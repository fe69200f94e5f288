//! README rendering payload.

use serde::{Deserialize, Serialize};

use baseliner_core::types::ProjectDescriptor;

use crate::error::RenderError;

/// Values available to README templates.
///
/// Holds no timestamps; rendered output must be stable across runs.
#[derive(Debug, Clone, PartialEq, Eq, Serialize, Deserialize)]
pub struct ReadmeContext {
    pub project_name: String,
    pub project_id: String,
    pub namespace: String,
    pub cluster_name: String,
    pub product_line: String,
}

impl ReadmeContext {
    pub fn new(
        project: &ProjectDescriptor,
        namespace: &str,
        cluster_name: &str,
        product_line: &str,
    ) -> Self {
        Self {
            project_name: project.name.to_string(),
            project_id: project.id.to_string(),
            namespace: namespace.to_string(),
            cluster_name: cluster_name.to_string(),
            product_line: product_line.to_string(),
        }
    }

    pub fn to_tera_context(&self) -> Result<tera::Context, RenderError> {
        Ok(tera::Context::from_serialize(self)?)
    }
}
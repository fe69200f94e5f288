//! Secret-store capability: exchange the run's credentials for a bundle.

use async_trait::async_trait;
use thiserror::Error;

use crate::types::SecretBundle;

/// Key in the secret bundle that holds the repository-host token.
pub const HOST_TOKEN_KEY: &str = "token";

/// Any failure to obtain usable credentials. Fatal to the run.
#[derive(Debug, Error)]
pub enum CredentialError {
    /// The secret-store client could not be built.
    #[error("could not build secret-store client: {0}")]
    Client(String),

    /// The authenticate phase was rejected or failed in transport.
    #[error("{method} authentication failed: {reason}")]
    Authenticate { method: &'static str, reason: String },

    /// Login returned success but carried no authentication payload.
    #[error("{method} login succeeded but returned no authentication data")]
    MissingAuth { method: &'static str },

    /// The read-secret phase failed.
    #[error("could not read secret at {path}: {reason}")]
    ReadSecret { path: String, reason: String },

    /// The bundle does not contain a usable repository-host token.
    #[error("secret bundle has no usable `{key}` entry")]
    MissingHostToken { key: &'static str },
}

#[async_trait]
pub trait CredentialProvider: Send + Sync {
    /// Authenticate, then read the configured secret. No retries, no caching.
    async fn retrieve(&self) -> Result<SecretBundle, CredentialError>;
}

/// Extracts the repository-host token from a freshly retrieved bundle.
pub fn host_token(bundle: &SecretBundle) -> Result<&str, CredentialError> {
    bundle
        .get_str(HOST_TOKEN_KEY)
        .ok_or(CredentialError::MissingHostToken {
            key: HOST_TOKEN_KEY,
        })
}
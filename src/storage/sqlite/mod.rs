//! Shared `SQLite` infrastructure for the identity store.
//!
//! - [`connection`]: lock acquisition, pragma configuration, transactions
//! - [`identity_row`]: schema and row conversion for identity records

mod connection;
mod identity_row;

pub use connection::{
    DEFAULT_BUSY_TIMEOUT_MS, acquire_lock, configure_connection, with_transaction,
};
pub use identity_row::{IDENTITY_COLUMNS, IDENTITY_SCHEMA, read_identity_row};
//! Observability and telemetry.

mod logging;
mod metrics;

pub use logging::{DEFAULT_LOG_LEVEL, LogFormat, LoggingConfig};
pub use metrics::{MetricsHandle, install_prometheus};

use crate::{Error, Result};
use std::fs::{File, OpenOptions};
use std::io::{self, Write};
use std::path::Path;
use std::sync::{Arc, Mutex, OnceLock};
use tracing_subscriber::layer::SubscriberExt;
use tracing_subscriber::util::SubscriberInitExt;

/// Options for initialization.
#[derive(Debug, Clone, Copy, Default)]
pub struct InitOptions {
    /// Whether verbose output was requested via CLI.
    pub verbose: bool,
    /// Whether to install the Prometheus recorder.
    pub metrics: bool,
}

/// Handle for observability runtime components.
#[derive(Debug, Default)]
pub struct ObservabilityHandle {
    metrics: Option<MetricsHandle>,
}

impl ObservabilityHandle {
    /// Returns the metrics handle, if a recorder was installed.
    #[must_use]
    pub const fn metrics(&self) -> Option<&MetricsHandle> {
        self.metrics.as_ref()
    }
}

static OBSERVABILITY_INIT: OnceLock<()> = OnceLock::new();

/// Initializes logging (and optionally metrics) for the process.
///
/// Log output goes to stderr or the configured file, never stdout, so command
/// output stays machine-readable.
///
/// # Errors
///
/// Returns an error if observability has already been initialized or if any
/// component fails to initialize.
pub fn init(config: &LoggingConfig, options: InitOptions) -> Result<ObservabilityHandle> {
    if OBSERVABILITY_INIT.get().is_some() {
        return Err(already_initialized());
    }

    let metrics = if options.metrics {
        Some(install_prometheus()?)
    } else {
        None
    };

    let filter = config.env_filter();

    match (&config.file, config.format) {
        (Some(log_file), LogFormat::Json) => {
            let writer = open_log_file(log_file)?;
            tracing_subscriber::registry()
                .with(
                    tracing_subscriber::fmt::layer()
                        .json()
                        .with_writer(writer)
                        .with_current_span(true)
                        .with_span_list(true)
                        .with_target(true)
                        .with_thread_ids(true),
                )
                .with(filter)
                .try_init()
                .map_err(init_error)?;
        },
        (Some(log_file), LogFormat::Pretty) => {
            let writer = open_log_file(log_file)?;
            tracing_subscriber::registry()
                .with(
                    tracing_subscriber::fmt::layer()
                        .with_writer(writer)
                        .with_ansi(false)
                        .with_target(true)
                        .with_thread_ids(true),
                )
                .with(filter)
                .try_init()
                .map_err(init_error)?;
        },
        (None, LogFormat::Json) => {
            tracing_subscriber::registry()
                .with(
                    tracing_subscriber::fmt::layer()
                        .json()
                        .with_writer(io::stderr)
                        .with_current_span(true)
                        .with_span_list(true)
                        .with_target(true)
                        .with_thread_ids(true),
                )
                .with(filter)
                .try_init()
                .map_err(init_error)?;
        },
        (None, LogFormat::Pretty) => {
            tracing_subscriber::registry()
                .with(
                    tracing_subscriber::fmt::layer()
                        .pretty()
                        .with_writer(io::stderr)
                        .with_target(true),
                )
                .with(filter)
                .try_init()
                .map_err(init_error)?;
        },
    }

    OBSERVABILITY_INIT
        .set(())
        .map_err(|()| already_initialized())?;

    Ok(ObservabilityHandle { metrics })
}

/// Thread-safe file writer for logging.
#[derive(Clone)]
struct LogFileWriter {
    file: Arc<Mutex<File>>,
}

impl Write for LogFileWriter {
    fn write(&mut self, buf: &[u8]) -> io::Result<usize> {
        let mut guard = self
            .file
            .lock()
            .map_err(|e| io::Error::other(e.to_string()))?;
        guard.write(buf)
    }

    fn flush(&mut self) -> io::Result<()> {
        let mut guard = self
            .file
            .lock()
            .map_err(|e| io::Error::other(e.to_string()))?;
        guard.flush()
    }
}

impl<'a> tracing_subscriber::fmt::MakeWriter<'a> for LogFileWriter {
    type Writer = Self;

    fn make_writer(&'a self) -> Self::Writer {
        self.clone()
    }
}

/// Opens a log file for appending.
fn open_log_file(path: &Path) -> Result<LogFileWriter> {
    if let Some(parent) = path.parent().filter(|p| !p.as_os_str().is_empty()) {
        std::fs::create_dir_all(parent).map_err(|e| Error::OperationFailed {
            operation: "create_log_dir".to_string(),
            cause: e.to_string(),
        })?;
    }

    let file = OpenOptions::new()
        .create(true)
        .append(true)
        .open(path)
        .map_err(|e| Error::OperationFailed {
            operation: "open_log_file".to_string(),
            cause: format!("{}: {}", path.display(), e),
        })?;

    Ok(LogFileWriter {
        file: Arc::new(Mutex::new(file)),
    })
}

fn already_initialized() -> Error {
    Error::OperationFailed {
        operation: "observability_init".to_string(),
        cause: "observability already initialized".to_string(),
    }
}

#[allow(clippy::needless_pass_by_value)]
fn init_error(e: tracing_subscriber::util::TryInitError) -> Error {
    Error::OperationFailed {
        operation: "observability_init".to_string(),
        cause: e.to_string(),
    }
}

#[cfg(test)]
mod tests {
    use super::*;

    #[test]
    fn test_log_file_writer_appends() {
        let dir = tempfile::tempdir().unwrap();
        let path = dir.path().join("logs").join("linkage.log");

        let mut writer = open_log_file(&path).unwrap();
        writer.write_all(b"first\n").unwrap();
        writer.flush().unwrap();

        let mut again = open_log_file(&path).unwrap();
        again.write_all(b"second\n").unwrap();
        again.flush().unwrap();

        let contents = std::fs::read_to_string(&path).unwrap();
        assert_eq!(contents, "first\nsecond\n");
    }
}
════
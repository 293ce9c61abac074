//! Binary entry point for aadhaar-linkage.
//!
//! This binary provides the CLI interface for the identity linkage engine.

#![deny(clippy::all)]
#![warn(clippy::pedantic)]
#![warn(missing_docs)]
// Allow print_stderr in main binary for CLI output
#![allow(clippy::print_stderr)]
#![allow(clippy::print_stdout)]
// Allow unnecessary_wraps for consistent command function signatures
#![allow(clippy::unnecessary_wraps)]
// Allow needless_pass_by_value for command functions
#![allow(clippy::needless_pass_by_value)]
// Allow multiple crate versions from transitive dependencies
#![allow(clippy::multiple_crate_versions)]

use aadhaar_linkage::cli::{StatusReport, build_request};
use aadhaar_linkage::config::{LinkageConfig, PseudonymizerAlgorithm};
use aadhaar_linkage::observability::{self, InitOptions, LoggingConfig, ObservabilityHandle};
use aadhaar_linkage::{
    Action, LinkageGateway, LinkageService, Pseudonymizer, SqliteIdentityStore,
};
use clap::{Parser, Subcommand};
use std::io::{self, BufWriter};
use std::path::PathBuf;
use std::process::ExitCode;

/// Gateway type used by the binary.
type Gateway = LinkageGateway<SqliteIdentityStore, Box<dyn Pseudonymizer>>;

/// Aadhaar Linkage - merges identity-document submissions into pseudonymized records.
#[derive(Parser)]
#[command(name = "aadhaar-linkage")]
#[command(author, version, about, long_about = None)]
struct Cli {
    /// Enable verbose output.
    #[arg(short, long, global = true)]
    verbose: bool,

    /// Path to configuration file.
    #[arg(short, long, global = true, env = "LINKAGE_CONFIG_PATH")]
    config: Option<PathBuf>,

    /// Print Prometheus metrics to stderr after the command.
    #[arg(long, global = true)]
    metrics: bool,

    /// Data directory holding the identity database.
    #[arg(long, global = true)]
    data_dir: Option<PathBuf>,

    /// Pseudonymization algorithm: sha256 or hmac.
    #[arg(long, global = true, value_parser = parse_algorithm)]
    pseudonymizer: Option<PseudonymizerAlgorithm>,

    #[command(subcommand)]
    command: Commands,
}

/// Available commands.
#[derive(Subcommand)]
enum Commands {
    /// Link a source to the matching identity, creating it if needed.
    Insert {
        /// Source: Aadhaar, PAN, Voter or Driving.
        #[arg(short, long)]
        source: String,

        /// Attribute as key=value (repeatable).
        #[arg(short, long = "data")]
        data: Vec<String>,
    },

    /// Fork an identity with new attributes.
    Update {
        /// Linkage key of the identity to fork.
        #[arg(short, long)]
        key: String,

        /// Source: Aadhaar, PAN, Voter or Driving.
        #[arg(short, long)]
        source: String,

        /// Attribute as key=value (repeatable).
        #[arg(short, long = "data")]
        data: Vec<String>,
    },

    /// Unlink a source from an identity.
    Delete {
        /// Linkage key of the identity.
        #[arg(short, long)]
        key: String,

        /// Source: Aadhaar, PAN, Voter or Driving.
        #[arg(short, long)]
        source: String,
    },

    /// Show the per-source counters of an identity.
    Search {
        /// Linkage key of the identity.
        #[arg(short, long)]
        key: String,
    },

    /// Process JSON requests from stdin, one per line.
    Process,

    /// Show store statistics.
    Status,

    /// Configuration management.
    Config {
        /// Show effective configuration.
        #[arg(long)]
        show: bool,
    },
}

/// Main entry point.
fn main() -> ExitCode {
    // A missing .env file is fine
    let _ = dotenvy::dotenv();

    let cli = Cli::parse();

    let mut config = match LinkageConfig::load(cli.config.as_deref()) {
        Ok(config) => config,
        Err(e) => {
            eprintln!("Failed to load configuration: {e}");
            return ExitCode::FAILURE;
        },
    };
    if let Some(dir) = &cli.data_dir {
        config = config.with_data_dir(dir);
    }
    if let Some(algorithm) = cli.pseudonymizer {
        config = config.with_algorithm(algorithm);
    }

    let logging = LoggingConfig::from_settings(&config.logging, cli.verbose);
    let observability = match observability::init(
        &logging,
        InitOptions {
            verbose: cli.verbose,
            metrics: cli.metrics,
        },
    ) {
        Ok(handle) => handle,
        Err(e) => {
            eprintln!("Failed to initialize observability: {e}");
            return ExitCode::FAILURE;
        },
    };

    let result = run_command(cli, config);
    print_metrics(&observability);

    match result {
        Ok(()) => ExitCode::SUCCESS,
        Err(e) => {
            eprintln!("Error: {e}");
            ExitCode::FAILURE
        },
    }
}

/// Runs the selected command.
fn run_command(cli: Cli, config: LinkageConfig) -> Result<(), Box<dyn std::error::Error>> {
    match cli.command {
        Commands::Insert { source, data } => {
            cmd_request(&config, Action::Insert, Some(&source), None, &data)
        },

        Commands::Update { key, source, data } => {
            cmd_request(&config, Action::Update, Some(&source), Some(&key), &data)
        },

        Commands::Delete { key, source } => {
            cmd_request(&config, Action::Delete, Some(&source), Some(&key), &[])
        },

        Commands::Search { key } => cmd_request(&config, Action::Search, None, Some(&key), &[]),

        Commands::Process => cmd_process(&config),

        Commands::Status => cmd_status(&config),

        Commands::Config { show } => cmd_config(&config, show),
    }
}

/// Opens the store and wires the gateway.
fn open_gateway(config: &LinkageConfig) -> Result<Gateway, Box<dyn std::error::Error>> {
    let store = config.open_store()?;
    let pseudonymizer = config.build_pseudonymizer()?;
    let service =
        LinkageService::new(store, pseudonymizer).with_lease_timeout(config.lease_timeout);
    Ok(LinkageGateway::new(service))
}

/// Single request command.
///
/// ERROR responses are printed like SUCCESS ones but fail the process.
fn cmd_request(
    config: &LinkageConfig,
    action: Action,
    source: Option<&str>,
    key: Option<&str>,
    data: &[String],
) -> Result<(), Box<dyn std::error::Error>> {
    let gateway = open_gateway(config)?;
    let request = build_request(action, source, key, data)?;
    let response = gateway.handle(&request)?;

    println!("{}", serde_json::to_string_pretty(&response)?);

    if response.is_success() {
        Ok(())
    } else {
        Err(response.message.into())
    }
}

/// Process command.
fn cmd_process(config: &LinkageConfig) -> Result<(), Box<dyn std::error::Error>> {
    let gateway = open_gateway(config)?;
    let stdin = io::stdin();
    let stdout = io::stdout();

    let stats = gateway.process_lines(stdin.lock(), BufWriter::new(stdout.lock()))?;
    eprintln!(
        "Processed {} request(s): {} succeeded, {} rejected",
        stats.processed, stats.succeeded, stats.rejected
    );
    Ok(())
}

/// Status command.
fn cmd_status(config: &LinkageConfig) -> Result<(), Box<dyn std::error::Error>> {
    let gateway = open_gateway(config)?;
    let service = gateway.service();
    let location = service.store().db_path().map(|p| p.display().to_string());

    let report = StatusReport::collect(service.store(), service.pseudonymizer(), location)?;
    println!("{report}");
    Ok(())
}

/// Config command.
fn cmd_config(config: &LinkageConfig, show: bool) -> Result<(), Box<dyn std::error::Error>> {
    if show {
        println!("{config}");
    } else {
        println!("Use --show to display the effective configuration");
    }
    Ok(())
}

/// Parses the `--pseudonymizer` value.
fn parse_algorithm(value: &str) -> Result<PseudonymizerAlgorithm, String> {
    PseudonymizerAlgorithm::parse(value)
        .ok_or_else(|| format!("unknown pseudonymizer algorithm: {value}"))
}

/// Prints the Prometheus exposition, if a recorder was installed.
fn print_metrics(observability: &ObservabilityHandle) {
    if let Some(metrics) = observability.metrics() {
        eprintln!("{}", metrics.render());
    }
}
════
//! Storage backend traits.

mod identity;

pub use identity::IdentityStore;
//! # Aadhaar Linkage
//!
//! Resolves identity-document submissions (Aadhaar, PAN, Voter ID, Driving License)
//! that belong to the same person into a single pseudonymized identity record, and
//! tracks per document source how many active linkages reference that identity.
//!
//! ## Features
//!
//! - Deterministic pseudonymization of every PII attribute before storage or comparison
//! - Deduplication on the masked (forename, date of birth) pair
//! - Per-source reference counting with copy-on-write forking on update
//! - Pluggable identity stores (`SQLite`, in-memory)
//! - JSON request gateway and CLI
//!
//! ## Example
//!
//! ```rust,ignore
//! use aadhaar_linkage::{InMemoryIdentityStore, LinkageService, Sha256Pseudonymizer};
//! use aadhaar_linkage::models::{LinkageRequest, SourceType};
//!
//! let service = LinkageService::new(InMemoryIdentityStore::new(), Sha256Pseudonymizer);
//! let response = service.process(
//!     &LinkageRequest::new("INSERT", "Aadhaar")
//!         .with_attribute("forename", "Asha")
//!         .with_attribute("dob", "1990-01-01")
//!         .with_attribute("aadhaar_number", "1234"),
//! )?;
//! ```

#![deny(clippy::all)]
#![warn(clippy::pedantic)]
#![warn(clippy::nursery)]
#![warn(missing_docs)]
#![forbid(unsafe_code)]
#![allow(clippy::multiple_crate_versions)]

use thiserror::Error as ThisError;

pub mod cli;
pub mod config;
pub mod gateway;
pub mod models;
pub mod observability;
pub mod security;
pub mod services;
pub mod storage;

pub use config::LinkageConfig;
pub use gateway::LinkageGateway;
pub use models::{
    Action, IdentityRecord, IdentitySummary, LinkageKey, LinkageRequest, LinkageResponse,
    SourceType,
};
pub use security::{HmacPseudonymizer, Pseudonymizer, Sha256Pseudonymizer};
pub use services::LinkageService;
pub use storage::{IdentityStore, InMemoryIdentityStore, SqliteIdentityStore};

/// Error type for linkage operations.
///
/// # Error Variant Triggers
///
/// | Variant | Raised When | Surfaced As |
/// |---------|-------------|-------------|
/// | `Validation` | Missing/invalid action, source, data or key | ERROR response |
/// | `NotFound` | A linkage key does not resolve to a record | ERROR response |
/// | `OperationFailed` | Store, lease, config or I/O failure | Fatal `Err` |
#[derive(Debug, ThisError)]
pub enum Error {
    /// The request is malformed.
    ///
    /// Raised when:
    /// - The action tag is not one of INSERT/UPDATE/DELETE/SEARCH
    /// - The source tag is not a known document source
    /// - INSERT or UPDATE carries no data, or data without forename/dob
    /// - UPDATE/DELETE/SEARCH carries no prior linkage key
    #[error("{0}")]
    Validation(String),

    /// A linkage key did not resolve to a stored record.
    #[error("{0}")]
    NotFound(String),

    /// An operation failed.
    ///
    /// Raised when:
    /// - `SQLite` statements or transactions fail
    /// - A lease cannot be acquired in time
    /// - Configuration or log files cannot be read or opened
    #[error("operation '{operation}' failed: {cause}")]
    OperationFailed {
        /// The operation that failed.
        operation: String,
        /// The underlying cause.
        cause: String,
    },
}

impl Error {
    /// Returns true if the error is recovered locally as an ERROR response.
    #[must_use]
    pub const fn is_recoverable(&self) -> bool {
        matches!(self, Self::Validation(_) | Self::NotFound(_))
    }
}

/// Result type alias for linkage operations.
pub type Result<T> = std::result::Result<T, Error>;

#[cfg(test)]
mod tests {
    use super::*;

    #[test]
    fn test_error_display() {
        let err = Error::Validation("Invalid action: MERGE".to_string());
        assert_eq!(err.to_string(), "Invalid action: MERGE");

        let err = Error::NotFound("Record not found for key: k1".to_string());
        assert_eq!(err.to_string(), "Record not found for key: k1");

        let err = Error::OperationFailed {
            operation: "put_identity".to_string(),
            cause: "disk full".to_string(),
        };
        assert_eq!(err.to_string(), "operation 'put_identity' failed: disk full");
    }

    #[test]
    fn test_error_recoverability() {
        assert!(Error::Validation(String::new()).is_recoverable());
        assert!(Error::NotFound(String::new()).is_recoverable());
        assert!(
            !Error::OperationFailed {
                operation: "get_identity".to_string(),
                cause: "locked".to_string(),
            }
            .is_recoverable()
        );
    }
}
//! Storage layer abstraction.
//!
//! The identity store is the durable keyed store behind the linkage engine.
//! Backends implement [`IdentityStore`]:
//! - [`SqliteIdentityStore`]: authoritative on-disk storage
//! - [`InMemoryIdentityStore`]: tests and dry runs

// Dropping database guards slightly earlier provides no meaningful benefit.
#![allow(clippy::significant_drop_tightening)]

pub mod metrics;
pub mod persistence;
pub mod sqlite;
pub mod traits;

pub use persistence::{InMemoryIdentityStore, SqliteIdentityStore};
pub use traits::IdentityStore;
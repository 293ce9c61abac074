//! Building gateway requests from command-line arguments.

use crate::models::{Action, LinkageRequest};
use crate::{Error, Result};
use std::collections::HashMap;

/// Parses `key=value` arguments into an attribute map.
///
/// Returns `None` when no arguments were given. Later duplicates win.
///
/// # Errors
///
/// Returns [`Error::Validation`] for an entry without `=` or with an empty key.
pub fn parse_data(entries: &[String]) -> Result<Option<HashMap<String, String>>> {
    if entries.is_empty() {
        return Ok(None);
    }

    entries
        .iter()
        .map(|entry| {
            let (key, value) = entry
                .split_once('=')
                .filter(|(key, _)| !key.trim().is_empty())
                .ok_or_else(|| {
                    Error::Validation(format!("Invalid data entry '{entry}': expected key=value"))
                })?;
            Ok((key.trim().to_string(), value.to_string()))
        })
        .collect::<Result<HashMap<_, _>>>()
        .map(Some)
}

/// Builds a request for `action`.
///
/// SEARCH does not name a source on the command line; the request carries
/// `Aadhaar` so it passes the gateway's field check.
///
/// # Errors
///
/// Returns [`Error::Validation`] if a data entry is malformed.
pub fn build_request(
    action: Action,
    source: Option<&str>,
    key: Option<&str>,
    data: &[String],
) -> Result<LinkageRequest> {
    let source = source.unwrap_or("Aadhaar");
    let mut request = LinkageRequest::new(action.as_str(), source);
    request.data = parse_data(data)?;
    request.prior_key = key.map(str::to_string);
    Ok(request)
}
════
* [DIRECTIONS]: Copy each line of the listing that holds the word "disk".

* [ANSWER TO THE PROBLEM]:
            cause: "disk full".to_string(),
        assert_eq!(err.to_string(), "operation 'put_identity' failed: disk full");
//! - [`SqliteIdentityStore`]: authoritative on-disk storage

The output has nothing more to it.